GOAL OF THE EXERCISE: Only one portion of the data is to be written out: from the line bearing "filename src/mirror/manager.rs" through the line bearing "const LOG_TAIL_BYTES: u64 = 512;". Write it exactly as it appears.

::: INFORMATION

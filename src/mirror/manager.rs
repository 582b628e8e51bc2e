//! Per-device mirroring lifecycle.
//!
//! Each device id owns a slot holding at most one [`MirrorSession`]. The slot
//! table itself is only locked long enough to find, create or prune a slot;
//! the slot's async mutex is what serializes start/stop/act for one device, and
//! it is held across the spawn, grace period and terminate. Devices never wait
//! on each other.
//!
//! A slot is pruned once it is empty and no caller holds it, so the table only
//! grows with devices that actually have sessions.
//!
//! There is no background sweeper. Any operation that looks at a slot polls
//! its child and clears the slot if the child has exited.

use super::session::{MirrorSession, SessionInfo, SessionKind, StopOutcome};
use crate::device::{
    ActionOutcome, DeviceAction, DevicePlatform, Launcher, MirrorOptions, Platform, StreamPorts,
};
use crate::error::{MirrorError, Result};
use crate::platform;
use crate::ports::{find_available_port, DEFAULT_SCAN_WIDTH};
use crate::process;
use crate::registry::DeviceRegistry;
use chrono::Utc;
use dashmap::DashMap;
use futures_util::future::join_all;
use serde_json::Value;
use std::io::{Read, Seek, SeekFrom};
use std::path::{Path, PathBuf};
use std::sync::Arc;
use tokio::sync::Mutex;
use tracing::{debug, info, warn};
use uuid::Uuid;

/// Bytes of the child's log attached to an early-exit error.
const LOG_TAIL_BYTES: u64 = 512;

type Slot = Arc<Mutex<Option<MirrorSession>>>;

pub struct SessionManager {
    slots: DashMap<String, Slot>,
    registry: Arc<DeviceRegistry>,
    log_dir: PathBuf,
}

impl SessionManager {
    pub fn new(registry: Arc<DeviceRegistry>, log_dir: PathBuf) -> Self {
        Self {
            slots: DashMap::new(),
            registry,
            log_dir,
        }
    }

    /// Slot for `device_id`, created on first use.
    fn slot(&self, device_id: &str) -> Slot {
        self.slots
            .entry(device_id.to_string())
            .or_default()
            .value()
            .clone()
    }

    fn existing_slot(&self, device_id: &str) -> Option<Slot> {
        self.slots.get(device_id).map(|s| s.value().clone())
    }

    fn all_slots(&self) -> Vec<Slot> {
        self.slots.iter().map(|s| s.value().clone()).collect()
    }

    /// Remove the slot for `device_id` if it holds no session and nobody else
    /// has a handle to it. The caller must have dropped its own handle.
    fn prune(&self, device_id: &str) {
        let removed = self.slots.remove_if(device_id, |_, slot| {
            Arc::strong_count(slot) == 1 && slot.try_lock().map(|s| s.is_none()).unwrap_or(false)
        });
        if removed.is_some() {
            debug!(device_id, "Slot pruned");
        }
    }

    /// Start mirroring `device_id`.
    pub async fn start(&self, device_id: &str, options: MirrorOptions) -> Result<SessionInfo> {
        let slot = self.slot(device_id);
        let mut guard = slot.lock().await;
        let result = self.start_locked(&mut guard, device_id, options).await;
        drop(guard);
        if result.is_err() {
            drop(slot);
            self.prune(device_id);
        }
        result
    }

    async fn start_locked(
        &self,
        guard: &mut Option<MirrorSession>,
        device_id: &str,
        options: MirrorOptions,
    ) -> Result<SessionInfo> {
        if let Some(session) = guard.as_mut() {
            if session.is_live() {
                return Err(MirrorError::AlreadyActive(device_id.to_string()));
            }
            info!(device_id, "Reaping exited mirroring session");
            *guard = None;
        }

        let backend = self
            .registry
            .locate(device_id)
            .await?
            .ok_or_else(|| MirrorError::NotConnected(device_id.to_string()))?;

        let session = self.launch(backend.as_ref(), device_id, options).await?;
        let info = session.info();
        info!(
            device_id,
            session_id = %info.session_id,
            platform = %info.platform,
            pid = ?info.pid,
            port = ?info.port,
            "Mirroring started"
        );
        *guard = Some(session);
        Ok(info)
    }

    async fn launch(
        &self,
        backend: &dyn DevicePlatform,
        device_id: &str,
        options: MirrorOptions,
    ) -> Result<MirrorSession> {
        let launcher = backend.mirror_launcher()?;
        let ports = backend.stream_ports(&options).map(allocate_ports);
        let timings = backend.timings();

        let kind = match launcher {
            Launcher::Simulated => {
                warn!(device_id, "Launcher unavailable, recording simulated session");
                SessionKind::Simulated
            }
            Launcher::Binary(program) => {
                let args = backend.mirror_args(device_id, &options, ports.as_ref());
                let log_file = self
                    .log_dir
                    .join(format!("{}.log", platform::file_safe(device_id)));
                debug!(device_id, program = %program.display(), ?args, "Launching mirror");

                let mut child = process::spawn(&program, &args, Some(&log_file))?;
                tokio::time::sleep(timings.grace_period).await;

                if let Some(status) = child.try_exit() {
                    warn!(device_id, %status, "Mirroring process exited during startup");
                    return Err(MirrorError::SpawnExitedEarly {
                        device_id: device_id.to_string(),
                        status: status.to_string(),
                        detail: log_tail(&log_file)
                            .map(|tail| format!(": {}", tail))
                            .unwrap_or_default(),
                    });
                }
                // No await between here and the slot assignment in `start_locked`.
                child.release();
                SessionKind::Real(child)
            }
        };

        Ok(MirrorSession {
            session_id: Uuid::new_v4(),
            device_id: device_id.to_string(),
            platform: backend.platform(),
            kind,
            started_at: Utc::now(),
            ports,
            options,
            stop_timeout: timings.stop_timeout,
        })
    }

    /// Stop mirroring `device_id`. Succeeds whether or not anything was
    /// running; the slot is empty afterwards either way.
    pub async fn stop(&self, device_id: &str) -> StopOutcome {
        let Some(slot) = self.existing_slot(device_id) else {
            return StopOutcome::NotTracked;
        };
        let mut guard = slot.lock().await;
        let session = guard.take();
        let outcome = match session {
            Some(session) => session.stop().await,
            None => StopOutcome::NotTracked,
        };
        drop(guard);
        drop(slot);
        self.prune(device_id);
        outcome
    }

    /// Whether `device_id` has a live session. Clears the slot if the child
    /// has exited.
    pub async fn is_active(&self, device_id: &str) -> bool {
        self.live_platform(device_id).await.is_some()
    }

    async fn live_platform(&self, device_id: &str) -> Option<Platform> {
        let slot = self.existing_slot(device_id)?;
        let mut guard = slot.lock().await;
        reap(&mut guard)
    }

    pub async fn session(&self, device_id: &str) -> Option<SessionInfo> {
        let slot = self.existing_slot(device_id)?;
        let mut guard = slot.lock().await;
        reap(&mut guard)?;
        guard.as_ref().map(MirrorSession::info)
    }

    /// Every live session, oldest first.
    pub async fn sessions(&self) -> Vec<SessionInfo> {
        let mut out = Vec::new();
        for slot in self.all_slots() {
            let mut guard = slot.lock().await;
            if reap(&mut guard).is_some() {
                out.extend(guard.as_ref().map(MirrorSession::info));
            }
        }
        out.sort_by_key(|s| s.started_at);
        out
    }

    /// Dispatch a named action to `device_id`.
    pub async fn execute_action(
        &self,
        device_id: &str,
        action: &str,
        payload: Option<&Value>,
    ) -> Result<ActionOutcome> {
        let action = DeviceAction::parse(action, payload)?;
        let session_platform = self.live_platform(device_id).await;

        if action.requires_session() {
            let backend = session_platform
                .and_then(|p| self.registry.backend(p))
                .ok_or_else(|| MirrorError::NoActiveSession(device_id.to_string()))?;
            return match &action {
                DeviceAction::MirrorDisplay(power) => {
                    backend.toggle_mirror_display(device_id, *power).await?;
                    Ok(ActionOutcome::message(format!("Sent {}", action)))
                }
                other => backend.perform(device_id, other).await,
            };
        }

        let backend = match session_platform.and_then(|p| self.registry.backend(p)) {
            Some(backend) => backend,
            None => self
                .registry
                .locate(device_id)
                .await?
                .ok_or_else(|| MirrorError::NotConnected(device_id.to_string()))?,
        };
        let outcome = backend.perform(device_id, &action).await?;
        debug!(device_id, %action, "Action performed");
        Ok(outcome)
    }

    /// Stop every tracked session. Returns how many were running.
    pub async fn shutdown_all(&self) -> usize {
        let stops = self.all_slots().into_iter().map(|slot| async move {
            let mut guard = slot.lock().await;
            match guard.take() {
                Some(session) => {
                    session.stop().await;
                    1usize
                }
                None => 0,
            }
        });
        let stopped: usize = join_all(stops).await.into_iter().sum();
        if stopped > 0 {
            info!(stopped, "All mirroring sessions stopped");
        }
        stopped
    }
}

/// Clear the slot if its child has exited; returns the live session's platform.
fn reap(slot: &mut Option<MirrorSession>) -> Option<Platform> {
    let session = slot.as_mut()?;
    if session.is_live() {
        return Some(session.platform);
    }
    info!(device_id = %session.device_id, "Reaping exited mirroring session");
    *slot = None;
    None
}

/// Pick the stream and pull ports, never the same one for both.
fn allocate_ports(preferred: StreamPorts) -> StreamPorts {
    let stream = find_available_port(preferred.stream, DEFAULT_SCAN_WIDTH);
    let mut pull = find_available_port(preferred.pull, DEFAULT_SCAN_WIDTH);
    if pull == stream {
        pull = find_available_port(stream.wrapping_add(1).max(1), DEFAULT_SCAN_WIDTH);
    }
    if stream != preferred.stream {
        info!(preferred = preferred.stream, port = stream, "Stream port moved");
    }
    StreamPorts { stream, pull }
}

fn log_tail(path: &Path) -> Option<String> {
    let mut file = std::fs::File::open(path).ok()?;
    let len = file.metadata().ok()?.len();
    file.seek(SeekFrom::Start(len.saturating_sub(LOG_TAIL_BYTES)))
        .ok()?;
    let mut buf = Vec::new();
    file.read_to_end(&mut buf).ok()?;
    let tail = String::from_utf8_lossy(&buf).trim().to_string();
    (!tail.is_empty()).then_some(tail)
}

::::::
::: INFORMATION

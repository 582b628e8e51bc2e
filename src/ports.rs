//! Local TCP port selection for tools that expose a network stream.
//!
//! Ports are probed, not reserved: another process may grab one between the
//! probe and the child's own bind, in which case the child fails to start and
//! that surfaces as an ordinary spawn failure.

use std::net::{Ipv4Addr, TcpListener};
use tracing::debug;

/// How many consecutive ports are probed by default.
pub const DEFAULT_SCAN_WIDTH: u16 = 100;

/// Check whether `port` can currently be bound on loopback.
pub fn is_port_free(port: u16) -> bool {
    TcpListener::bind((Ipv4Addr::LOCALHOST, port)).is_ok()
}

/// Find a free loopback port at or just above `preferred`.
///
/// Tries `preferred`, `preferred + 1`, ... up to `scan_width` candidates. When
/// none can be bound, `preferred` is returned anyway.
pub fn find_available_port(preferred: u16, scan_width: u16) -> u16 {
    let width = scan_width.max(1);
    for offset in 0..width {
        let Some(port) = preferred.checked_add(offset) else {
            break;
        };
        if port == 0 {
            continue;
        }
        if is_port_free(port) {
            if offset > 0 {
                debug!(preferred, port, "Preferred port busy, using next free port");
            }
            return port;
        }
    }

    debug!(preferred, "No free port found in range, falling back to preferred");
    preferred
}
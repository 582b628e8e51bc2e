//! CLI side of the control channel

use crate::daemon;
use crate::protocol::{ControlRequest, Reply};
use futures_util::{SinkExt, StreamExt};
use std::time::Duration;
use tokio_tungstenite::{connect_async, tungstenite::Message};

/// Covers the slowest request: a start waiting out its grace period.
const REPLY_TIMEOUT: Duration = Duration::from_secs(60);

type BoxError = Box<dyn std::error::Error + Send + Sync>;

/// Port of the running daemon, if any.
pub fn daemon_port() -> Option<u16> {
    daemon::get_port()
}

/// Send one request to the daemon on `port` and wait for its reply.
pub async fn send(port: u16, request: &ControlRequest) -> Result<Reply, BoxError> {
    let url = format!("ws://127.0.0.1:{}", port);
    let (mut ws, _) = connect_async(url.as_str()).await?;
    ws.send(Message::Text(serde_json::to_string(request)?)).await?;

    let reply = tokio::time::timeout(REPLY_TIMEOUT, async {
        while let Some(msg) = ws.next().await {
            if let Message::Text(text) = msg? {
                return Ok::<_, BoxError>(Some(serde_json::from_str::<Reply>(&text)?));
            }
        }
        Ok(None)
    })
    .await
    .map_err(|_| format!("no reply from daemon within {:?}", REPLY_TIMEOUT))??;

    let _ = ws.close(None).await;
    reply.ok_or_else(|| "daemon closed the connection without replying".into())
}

::::::

TASK OUTPUT:
filename src/mirror/manager.rs
repository 582b628e8e51bc2e
//! Per-device mirroring lifecycle.
//!
//! Each device id owns a slot holding at most one [`MirrorSession`]. The slot
//! table itself is only locked long enough to find, create or prune a slot;
//! the slot's async mutex is what serializes start/stop/act for one device, and
//! it is held across the spawn, grace period and terminate. Devices never wait
//! on each other.
//!
//! A slot is pruned once it is empty and no caller holds it, so the table only
//! grows with devices that actually have sessions.
//!
//! There is no background sweeper. Any operation that looks at a slot polls
//! its child and clears the slot if the child has exited.

use super::session::{MirrorSession, SessionInfo, SessionKind, StopOutcome};
use crate::device::{
    ActionOutcome, DeviceAction, DevicePlatform, Launcher, MirrorOptions, Platform, StreamPorts,
};
use crate::error::{MirrorError, Result};
use crate::platform;
use crate::ports::{find_available_port, DEFAULT_SCAN_WIDTH};
use crate::process;
use crate::registry::DeviceRegistry;
use chrono::Utc;
use dashmap::DashMap;
use futures_util::future::join_all;
use serde_json::Value;
use std::io::{Read, Seek, SeekFrom};
use std::path::{Path, PathBuf};
use std::sync::Arc;
use tokio::sync::Mutex;
use tracing::{debug, info, warn};
use uuid::Uuid;

/// Bytes of the child's log attached to an early-exit error.
const LOG_TAIL_BYTES: u64 = 512;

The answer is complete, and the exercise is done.